[Opening Data section section]

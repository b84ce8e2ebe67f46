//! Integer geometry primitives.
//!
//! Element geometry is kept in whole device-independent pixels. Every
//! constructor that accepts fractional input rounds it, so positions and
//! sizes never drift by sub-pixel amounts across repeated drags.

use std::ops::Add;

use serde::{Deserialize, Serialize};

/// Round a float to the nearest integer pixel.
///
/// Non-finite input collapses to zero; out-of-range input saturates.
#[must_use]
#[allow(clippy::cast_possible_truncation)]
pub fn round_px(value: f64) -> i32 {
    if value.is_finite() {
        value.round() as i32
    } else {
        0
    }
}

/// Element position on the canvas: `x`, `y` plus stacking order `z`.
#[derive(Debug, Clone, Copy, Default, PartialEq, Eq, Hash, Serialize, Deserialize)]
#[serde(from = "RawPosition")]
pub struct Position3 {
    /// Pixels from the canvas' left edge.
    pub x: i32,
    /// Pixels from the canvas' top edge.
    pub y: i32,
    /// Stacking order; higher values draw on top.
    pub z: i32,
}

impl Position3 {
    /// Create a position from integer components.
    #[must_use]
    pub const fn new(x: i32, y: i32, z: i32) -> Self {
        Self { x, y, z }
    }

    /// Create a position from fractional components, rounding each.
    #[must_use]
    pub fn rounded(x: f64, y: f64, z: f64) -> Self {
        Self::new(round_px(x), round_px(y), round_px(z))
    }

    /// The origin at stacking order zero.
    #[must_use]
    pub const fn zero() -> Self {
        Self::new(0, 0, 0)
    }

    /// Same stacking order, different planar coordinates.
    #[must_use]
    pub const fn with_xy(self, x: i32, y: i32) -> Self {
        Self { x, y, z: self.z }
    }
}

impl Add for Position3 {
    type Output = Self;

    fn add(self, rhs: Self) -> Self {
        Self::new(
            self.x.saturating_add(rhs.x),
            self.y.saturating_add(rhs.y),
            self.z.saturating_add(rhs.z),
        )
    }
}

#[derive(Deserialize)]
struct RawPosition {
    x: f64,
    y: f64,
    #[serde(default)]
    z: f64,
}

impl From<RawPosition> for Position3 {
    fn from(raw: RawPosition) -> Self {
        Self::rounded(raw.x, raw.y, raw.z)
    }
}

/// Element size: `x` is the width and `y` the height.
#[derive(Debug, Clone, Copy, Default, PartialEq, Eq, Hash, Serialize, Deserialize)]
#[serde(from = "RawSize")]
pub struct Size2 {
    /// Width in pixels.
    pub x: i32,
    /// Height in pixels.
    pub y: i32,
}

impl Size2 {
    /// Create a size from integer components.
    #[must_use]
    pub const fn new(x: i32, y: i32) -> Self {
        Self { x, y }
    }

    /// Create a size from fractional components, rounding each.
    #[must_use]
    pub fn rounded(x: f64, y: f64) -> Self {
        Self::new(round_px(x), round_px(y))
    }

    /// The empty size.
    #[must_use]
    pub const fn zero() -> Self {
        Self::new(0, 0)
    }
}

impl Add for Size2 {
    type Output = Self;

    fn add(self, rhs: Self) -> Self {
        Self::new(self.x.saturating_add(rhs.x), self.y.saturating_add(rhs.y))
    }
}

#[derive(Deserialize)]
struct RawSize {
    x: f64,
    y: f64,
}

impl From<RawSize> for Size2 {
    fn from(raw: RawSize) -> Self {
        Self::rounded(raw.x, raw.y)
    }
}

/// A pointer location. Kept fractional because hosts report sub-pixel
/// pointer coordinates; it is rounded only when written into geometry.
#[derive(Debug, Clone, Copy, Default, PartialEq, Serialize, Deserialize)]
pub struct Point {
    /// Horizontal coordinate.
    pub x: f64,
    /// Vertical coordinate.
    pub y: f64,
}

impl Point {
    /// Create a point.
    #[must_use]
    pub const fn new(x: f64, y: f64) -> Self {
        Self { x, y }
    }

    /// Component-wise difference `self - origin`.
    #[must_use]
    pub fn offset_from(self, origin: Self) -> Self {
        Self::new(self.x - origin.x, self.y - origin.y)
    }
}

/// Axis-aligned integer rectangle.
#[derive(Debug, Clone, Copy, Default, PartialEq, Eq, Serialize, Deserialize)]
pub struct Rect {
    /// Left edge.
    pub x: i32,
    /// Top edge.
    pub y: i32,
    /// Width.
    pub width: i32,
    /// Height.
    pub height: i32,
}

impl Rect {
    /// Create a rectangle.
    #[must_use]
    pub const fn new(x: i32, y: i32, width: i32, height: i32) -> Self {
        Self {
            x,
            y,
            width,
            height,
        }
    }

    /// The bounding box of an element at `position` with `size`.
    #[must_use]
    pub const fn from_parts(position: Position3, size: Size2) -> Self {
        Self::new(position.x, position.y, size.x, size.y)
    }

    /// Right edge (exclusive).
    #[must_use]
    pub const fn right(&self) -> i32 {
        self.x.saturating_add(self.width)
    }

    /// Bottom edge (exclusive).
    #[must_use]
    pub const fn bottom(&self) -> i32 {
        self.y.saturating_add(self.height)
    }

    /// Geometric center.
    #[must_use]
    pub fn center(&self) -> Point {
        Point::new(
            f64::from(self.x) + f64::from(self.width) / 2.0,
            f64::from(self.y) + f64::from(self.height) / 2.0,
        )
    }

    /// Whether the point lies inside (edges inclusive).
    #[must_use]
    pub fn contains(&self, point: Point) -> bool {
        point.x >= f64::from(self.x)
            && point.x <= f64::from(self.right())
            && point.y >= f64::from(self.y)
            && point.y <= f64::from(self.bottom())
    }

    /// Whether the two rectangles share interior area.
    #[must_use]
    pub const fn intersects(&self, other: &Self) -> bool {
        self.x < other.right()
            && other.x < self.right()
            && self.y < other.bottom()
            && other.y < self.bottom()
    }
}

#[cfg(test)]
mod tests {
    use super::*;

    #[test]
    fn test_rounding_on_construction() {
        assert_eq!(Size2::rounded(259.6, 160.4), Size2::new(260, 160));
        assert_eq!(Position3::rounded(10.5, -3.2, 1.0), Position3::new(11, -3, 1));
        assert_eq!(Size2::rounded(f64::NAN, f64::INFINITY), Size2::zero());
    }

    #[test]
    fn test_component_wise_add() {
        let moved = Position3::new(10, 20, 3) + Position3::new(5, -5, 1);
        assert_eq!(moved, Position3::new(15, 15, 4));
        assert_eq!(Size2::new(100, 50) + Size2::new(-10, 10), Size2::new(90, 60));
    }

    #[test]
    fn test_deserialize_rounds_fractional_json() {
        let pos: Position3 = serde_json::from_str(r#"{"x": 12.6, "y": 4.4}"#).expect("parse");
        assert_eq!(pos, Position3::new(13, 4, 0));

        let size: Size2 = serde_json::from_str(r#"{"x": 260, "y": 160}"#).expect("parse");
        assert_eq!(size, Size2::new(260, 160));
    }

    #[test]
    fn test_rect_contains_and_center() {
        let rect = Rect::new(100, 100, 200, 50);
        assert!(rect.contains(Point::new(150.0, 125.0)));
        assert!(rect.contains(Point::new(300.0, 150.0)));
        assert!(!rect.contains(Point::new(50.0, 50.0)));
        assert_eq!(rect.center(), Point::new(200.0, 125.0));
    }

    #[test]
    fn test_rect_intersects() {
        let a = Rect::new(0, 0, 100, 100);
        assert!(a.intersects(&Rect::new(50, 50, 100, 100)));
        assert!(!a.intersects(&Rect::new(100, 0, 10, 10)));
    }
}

[Closing Data section section]
[Opening Data section section]

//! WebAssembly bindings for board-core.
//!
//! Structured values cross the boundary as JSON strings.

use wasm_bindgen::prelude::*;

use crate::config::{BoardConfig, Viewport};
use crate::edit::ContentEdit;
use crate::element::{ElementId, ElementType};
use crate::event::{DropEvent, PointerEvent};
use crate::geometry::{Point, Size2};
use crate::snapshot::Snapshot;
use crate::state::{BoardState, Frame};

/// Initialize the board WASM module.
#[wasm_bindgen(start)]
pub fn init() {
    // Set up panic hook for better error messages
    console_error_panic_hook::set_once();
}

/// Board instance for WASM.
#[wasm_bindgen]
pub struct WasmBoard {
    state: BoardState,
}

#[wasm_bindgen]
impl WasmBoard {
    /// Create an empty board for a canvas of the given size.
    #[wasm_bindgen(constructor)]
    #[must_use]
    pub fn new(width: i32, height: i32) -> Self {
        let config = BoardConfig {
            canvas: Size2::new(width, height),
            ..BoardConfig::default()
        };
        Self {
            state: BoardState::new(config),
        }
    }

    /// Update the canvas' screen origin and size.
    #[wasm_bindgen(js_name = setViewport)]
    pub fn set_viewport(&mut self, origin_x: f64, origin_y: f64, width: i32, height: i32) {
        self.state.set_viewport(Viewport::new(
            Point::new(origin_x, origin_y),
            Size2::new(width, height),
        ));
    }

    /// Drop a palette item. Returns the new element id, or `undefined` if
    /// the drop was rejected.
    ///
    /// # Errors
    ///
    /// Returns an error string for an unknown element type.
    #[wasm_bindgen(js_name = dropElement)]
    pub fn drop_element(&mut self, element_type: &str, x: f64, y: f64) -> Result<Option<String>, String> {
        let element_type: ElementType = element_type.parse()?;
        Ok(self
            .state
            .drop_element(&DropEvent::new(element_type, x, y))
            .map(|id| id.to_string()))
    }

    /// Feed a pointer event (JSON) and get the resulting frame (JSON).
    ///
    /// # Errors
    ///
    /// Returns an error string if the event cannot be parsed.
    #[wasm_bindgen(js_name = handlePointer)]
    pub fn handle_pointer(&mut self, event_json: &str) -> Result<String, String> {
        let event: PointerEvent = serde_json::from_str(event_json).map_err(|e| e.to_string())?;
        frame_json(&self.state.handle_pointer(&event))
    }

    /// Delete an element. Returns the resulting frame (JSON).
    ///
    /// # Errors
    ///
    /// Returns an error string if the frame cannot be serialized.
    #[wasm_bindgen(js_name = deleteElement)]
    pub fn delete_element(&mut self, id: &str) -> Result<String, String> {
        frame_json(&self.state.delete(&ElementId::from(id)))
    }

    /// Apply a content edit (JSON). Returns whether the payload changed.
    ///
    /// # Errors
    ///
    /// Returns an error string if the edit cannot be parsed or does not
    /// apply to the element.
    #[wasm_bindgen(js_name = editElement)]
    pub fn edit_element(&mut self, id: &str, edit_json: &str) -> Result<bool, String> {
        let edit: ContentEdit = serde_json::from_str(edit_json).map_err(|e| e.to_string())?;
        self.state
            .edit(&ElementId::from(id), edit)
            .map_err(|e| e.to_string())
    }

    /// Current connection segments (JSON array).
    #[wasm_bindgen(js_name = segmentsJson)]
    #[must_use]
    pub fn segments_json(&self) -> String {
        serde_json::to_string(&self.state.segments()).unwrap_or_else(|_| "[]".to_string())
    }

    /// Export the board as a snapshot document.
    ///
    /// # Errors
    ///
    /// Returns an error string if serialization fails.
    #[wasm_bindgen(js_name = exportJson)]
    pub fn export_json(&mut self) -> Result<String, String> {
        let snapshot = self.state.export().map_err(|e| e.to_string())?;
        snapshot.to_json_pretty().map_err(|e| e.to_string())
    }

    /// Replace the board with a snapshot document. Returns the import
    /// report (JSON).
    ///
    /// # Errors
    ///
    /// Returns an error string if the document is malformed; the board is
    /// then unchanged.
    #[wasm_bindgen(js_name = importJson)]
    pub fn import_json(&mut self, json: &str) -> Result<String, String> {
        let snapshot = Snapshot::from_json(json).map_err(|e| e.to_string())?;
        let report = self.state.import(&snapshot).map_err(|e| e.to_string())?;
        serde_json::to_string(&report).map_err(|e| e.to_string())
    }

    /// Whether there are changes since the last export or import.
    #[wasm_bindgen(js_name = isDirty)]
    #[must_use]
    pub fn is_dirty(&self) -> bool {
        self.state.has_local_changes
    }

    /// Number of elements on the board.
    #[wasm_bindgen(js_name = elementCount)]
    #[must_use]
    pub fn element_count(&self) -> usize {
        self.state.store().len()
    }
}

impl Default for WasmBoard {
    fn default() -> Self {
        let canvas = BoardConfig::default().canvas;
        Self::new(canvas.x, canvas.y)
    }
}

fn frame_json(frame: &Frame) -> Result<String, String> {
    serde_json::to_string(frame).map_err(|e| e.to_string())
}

[Closing Data section section]

# Work instructions
Across the records above, show each line containing the word "ElementId".

# Exercise answer
use crate::element::{ElementId, ElementType};
        frame_json(&self.state.delete(&ElementId::from(id)))
            .edit(&ElementId::from(id), edit)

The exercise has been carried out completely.